- **Task**: Check each line of the listing below for the word "envelopes" and say how many lines have it. Nothing else should be written.

- **Records for processing**:
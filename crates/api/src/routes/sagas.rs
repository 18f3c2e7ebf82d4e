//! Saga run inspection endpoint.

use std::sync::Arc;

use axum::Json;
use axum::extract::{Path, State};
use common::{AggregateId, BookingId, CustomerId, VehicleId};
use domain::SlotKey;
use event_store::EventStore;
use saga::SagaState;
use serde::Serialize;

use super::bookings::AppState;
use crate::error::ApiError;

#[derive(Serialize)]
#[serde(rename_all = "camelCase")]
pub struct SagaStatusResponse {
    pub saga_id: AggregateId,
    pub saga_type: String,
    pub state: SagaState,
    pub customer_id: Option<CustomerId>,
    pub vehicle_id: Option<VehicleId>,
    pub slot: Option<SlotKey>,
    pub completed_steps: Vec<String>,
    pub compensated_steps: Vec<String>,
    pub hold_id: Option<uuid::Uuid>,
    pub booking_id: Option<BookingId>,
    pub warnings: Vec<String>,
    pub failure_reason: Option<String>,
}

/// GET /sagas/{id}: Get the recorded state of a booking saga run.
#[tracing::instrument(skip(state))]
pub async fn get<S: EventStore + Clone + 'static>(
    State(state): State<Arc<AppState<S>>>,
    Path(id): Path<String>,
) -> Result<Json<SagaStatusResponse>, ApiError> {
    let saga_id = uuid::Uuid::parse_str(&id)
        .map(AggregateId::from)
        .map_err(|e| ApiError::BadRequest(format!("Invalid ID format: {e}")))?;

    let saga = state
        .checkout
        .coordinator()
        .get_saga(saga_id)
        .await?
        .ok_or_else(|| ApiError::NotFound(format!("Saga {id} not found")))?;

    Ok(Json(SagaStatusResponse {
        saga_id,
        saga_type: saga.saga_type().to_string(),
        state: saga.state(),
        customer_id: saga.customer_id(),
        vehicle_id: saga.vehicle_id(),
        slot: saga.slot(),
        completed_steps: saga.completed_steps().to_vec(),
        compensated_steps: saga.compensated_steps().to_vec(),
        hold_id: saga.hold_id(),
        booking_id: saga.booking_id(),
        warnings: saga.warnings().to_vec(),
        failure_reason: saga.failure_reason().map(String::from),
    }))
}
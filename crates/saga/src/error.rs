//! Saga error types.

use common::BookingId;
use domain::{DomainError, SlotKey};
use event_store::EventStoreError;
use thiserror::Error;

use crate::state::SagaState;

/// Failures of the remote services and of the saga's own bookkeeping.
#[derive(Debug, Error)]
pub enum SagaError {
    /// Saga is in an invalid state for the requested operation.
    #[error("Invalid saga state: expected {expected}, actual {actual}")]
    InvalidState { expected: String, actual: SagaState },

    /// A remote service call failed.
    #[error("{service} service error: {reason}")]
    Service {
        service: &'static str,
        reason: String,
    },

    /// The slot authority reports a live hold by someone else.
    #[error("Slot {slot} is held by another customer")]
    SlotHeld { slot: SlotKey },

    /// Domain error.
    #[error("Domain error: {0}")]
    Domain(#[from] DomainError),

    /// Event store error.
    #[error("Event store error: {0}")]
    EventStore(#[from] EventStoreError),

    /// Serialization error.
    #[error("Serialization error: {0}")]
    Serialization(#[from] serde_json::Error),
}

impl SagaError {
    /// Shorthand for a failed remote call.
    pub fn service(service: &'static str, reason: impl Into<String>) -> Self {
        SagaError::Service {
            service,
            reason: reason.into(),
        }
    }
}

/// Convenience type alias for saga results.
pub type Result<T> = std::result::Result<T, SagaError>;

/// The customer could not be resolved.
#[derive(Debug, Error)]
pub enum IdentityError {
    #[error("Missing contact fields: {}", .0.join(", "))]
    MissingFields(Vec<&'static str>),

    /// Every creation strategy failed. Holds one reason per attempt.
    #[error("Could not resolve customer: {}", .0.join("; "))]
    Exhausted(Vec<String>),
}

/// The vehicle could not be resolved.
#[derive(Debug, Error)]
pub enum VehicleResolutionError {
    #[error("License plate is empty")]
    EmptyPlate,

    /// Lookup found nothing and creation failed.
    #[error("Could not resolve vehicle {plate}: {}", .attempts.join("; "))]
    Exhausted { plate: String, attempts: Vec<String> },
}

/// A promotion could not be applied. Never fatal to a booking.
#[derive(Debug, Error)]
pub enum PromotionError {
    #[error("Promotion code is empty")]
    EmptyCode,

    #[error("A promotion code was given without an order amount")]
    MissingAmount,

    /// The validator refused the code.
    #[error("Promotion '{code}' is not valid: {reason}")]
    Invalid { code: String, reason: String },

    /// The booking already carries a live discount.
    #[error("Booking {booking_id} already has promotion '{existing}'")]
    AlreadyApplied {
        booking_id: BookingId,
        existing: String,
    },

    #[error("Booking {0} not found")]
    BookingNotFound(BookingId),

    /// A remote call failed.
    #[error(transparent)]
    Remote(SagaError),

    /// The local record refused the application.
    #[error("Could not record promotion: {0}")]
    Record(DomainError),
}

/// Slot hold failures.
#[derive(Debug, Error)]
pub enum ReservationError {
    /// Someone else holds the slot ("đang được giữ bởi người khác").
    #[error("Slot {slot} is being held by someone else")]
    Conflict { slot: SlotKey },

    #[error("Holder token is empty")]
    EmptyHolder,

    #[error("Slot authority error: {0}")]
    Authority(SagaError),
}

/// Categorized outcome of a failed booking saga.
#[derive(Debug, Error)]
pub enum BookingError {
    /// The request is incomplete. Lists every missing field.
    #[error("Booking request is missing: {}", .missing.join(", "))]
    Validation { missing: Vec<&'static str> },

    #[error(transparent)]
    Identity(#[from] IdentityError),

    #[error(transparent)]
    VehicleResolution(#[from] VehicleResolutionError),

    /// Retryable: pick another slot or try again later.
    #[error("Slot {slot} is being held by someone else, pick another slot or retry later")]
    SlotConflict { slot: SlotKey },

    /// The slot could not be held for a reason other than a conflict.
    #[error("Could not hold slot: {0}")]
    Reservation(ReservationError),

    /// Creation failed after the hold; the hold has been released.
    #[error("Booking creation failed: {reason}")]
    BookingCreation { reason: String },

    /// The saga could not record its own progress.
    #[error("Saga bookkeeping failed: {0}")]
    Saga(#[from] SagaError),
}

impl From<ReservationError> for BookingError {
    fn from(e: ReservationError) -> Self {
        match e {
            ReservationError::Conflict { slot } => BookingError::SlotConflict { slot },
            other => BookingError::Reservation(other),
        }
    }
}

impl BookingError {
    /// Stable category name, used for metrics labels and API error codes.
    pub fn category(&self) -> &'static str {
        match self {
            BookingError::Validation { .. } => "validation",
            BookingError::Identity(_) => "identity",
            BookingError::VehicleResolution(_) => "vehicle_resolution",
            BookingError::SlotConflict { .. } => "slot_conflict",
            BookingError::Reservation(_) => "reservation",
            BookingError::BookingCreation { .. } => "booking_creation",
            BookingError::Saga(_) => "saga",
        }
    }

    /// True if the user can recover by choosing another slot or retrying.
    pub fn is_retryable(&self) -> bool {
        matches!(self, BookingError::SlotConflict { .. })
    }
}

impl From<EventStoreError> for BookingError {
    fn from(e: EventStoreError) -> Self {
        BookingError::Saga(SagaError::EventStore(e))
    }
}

...

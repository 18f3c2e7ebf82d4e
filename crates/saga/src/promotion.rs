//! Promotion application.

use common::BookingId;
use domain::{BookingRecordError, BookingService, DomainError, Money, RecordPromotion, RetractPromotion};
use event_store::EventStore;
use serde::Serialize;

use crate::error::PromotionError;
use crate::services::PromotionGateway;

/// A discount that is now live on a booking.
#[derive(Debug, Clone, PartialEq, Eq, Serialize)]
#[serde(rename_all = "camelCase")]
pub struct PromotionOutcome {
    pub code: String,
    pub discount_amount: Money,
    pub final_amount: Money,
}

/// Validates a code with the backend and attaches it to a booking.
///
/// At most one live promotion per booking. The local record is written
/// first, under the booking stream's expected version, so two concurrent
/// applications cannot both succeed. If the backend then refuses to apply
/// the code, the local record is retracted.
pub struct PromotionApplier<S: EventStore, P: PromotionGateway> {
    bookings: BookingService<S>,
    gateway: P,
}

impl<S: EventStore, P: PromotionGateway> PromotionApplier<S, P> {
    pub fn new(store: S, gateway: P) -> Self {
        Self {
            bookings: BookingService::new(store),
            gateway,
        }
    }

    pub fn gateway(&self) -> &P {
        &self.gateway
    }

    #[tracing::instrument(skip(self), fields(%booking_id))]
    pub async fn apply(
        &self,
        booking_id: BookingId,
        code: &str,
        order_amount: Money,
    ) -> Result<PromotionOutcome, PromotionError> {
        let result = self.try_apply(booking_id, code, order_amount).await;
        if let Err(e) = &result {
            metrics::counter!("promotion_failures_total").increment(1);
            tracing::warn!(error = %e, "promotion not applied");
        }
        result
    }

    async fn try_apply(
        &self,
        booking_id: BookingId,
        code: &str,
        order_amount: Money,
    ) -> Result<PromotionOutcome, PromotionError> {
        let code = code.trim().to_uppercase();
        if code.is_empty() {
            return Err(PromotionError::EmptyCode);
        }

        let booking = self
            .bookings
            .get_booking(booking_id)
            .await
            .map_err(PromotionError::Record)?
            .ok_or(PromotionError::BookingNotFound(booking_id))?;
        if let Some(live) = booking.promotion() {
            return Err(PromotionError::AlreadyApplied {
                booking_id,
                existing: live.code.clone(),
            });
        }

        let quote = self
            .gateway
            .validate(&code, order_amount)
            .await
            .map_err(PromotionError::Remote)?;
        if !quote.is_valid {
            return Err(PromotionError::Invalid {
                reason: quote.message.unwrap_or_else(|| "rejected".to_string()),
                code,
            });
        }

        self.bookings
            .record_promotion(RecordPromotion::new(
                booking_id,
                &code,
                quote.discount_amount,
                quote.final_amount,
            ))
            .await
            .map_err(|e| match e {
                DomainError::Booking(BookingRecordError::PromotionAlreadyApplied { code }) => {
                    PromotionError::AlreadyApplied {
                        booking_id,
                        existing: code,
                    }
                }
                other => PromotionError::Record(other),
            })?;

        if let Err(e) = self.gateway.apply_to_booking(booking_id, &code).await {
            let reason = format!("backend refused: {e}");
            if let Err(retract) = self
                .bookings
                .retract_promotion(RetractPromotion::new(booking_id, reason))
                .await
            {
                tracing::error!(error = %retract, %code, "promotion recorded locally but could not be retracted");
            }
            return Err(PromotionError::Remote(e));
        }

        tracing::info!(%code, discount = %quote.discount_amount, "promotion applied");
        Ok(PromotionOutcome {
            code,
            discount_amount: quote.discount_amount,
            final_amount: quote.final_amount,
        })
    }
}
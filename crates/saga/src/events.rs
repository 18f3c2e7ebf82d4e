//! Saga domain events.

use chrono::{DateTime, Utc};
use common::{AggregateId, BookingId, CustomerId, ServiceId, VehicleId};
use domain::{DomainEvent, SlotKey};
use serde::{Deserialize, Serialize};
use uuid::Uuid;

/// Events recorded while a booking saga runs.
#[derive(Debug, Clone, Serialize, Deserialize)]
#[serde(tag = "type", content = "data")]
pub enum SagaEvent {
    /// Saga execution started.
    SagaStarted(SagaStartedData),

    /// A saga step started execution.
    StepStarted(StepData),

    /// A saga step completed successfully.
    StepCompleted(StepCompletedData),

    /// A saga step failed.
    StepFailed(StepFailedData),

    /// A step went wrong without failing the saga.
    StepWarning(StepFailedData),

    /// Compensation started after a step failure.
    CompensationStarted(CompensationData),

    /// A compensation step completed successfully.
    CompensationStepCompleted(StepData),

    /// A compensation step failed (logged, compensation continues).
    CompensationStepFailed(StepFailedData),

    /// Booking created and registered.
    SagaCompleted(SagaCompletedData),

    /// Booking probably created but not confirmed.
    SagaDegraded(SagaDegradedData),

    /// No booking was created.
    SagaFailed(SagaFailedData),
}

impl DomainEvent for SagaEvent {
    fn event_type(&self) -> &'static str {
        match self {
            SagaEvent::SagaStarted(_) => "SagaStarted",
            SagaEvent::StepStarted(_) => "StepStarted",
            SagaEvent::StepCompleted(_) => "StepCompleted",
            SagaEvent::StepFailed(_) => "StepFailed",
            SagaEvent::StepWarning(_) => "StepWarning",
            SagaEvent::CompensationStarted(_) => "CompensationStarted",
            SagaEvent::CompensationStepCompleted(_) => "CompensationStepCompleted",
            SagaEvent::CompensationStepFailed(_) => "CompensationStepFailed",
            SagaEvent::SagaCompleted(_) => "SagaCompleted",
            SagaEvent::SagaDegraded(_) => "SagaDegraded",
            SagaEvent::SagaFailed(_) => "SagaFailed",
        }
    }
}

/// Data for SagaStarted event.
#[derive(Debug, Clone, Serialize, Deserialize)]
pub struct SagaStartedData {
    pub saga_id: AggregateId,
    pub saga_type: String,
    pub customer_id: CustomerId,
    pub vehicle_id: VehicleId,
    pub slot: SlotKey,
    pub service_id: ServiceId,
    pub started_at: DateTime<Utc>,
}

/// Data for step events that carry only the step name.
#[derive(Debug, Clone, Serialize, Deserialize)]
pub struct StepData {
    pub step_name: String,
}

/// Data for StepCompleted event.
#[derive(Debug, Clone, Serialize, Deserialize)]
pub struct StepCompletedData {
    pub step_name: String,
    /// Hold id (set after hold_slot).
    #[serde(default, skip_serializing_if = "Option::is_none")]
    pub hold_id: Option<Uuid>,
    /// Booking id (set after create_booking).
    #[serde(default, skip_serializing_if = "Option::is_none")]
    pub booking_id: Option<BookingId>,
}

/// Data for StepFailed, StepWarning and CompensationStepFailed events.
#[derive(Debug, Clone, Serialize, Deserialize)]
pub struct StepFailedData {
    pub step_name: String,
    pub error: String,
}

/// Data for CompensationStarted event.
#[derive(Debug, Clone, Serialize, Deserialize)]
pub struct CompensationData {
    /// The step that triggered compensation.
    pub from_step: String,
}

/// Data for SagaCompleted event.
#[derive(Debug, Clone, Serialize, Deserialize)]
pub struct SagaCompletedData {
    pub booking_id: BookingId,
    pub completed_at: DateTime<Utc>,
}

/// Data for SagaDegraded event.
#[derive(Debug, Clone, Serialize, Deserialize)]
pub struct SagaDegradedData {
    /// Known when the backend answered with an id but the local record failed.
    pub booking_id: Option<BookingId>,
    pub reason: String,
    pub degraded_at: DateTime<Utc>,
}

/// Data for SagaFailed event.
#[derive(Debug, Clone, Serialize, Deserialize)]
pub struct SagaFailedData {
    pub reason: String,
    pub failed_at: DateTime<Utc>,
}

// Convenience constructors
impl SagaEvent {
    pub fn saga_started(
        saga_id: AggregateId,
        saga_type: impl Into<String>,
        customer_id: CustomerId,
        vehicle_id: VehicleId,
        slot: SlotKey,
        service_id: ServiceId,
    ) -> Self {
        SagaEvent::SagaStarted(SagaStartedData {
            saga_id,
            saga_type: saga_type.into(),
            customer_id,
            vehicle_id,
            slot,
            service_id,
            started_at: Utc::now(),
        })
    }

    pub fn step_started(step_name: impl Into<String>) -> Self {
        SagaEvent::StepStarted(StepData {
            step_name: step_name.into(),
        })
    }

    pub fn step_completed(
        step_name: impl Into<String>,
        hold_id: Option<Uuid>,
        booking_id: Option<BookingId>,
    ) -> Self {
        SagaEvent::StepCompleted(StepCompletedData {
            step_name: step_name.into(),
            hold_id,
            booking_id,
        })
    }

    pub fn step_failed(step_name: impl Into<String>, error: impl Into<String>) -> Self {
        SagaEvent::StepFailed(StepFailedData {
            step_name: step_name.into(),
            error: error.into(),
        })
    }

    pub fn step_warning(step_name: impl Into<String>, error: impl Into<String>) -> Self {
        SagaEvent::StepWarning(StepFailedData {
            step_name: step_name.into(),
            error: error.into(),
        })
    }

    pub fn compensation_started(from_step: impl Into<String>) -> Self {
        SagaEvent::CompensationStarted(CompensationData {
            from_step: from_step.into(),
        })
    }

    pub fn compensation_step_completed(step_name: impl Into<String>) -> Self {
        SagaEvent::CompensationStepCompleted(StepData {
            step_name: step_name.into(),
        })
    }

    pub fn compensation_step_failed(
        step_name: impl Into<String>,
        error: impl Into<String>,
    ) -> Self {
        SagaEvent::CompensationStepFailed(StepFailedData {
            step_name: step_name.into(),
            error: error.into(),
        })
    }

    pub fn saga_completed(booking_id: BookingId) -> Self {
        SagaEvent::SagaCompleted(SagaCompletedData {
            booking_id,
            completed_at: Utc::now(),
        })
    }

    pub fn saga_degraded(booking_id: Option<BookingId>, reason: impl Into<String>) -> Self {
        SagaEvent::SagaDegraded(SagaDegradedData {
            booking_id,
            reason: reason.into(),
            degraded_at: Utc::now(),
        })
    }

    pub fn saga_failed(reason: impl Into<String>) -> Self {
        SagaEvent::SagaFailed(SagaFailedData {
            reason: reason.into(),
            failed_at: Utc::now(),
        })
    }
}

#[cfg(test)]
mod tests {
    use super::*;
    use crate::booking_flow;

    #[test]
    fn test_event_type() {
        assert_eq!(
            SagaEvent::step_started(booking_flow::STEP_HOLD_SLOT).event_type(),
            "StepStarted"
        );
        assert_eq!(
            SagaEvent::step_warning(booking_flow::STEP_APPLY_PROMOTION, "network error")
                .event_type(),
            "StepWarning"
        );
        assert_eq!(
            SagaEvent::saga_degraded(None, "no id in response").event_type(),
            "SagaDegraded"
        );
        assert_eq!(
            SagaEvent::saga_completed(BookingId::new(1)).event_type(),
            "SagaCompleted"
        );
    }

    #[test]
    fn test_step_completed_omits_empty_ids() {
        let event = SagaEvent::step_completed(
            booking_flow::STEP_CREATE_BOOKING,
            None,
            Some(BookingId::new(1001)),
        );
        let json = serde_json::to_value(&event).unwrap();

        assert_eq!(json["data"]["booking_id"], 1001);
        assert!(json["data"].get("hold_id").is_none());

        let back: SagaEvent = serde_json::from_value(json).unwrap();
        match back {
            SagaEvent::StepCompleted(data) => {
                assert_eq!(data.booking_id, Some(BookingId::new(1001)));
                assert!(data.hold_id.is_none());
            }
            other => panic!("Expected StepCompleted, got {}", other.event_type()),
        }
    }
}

---

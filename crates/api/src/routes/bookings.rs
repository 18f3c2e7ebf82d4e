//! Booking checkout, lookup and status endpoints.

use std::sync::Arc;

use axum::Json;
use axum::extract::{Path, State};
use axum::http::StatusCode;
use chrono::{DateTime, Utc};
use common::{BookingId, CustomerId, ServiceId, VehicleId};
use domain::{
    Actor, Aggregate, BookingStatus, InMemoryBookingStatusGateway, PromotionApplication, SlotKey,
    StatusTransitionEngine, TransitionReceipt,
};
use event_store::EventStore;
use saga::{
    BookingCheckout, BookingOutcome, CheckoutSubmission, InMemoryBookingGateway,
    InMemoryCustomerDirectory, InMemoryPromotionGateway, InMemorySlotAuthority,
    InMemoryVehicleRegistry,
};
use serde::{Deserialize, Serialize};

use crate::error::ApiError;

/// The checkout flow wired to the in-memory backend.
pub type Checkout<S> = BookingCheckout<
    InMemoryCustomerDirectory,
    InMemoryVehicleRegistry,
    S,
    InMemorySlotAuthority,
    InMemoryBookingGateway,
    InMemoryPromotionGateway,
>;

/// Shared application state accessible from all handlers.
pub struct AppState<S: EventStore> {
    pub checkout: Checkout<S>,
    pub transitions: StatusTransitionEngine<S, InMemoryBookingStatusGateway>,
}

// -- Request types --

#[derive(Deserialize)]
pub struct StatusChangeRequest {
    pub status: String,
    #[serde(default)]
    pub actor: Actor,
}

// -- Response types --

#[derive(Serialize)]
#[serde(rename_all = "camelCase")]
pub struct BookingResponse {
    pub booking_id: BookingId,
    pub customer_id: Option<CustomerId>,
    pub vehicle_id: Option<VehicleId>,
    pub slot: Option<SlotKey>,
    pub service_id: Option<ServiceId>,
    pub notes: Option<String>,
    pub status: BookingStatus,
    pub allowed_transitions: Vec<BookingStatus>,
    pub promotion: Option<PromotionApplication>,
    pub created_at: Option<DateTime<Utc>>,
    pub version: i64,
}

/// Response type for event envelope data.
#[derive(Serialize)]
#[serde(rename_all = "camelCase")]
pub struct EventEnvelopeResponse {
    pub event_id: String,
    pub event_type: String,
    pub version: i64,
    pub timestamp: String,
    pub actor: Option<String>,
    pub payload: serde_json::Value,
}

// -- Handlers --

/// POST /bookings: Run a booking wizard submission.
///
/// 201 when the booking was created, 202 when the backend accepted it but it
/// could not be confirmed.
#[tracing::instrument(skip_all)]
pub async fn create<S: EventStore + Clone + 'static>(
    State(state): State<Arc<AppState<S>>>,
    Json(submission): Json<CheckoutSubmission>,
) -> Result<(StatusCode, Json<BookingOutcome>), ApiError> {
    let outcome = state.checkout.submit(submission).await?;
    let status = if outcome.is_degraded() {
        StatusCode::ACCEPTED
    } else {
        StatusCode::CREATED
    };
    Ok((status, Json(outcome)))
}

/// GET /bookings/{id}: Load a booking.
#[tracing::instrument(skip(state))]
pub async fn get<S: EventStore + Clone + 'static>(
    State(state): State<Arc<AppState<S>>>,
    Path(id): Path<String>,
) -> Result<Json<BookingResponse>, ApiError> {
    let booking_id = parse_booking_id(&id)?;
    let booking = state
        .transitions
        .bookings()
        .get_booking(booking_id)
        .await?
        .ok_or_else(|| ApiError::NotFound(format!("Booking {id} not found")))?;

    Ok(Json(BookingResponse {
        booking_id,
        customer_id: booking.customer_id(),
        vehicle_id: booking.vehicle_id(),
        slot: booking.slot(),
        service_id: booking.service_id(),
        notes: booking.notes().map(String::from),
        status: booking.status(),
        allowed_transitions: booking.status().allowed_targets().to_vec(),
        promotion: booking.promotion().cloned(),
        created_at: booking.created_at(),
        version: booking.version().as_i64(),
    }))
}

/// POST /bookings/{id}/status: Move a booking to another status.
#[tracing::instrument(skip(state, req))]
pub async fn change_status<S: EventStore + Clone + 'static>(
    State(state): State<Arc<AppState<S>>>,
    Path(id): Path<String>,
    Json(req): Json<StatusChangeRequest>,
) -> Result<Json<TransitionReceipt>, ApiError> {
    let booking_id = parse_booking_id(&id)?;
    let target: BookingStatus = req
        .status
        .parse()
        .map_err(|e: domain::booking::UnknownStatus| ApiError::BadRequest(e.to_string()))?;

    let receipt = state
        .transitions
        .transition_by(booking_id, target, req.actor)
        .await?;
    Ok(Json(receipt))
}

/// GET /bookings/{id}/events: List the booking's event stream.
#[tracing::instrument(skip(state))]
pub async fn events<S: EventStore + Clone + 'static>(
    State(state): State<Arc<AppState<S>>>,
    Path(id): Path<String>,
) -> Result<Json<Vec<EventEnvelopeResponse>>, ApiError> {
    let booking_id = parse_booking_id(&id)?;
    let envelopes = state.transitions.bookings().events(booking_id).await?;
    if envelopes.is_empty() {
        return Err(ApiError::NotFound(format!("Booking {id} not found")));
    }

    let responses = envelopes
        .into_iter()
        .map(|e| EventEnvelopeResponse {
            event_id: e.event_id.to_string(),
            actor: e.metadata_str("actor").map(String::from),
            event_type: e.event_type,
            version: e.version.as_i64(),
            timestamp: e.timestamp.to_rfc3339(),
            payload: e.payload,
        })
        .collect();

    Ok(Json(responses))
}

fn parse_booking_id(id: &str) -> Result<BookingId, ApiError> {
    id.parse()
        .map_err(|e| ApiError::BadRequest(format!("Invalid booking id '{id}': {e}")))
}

- **Problem solution**: 3